The rocky outcrop served as a navigational aid to ancient mariners sailing through the swift waters of the narrow channel, but was subsequently destroyed by the British in 1848 to widen the channel for larger vessels to sail through. In 2005, a symbolic replica was erected by the Singapore government near its original site to mark the role it played in Singapore's maritime history.

Long Ya Men was documented in Wang Dayuan's travelogue Daoyi Zhilüe as one of the two settlements of Temasek. It was marked in the Mao Kun navigational map historical maritime annal Wubei Zhi said to date from the voyages of Ming dynasty's Admiral Zheng He. Long Ya Men in the map was also used to refer to the strait between Sentosa island and Labrador Point, and named after a pinnacle of stone that was called Batu Berlayar, which means "Sail Rock" in Malay.

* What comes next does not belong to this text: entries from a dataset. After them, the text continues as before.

//! Two-paddle volley world
//!
//! Paddles slide vertically along the left and right walls. A ball leaving
//! through a side wall scores for the opposite player and restarts from the
//! center, keeping its velocity. Scores only ever go up.

use glam::Vec2;

use super::bounce::{reflect_axis, return_volley};
use super::collision::ball_touches_side_paddle;
use super::geometry::Rect;
use super::input::{InputBinding, TickInput};
use super::motion::{Axis, EdgeCrossing, drive_paddle, step};
use super::state::{Ball, Color, Entity, EntityKind, GameEvent, GamePhase, Paddle, Side};
use super::tick::{Hud, Simulation};
use crate::error::Result;
use crate::settings::{Field, VolleySettings};

#[derive(Debug, Clone)]
pub struct VolleyWorld {
    field: Field,
    pub ball: Ball,
    /// Left player, right player
    pub paddles: [Paddle; 2],
    events: Vec<GameEvent>,
}

impl VolleyWorld {
    pub fn setup(settings: &VolleySettings, field: Field) -> Result<Self> {
        settings.validate(&field)?;

        let size = settings.paddle_size;
        let mid_y = field.height / 2.0;
        let left = Vec2::new(settings.paddle_margin, mid_y);
        let right = Vec2::new(field.width - size.x - settings.paddle_margin, mid_y);
        let paddle = |center, binding| {
            Paddle::new(
                Rect::from_center_size(center, size),
                settings.paddle_speed,
                binding,
            )
        };

        log::info!("Volley ready: field {}x{}", field.width, field.height);
        Ok(Self {
            field,
            ball: Ball {
                rect: Rect::from_center_size(field.center(), settings.ball_size),
                vel: settings.ball_velocity,
            },
            paddles: [
                paddle(left, settings.bindings[0]),
                paddle(right, settings.bindings[1]),
            ],
            events: Vec::new(),
        })
    }

    pub fn scores(&self) -> [u32; 2] {
        [self.paddles[0].score, self.paddles[1].score]
    }

    fn score(&mut self, side: Side) {
        let scorer = match side {
            Side::Left => 0,
            Side::Right => 1,
        };
        self.paddles[scorer].score += 1;
        self.ball.rect.center = self.field.center();
        self.events.push(GameEvent::PointScored { side });
        log::debug!("Point {:?}: {:?}", side, self.scores());
    }
}

impl Simulation for VolleyWorld {
    fn update(&mut self, dt: f32, input: &TickInput) {
        self.events.clear();

        for (i, paddle) in self.paddles.iter_mut().enumerate() {
            paddle.vel = drive_paddle(
                &mut paddle.rect,
                &input.player(i),
                Axis::Vertical,
                paddle.speed,
                &self.field,
                dt,
            );
        }

        step(&mut self.ball.rect, self.ball.vel, dt);

        for (player, paddle) in self.paddles.iter().enumerate() {
            if ball_touches_side_paddle(&self.ball.rect, &paddle.rect) {
                self.ball.vel = return_volley(self.ball.vel);
                self.events.push(GameEvent::PaddleHit { player });
            }
        }

        let edges = EdgeCrossing::of(self.ball.rect.center, &self.field);
        if edges.vertical() {
            self.ball.vel = reflect_axis(self.ball.vel, Axis::Vertical);
        }
        if edges.left {
            self.score(Side::Right);
        }
        if edges.right {
            self.score(Side::Left);
        }
    }

    fn phase(&self) -> GamePhase {
        GamePhase::Playing
    }

    fn entities(&self) -> Vec<Entity> {
        let mut out: Vec<Entity> = self
            .paddles
            .iter()
            .map(|p| Entity {
                kind: EntityKind::Paddle { score: p.score },
                rect: p.rect,
                vel: p.vel,
                color: Color::White,
            })
            .collect();
        out.push(Entity::from(&self.ball));
        out
    }

    fn hud(&self) -> Hud {
        Hud {
            scores: self.scores().to_vec(),
            lives: None,
            kills: None,
            phase: GamePhase::Playing,
        }
    }

    fn events(&self) -> &[GameEvent] {
        &self.events
    }

    fn bindings(&self) -> Vec<InputBinding> {
        self.paddles.iter().map(|p| p.binding).collect()
    }
}
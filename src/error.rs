//! Setup-time errors
//!
//! The per-frame update never fails. Everything that can go wrong is caught
//! when settings are loaded or a world is set up.

/// Errors produced while loading settings or setting up a world.
#[derive(Debug, thiserror::Error)]
pub enum SetupError {
    /// The play field has a zero (or negative / non-finite) dimension.
    #[error("play field must have positive finite size, got {width}x{height}")]
    EmptyField { width: f32, height: f32 },

    /// The brick grid has no cells.
    #[error("brick board must have at least one cell, got {columns}x{rows}")]
    EmptyBoard { columns: usize, rows: usize },

    /// An object pool was configured with no slots.
    #[error("pool '{pool}' must have a non-zero capacity")]
    ZeroPoolCapacity { pool: &'static str },

    /// An entity was configured with a zero or negative size.
    #[error("{what} must have positive size, got {width}x{height}")]
    DegenerateEntity {
        what: &'static str,
        width: f32,
        height: f32,
    },

    /// A paddle cannot fit inside the field on its constrained axis.
    #[error("{what} of extent {extent} does not fit a field of {field}")]
    PaddleWiderThanField {
        what: &'static str,
        extent: f32,
        field: f32,
    },

    /// A count that ends the game (lives, kill target) was set to zero.
    #[error("{what} must be at least 1")]
    ZeroCount { what: &'static str },

    /// A timer interval or speed is negative or not finite.
    #[error("{what} must be a finite non-negative number, got {value}")]
    InvalidValue { what: &'static str, value: f32 },

    /// Settings JSON could not be parsed.
    #[error("invalid settings JSON: {0}")]
    Json(#[from] serde_json::Error),
}

pub type Result<T> = std::result::Result<T, SetupError>;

Another suggestion is that it refers to the Singapore Main Strait south of Pulau Satumu. The unique features of the Long Ya Men was said to have assisted Zheng He in navigating the waters around Singapore during his seven maritime voyages to the west between 1405 and 1433.

==History==

Historically the rocky outcrop was known locally by the Malays in earlier times as Batu Berlayar ("Sailing Rock") near the present site of Labrador Park, off Pasir Panjang Road. Another rock outcrop used to stand on the opposite shore of Tanjong Rimau on Sentosa Island. These two rock outcrops once formed a gateway at the western entrance to Keppel Harbour. British sailors named the more prominent Batu Berlayar, "Lot's Wife" in reference to the biblical story of the wife of Abraham's nephew. She was transformed into a pillar of salt when she disobeyed divine orders not to look back at the destruction of Sodom while fleeing from the city. It is argued that the two rocky outcrops are the two hills of Temasek named in Yuan sources as Long Ya Men (Dragon's Teeth Gate) since they resembled two dragon's teeth between which a passage of water runs. Another name Ling Ya Men (凌牙門 (Líng Yá Mén)) is recorded in the Song dynasty work Zhu Fan Zhi, however it is usually considered to be a different place.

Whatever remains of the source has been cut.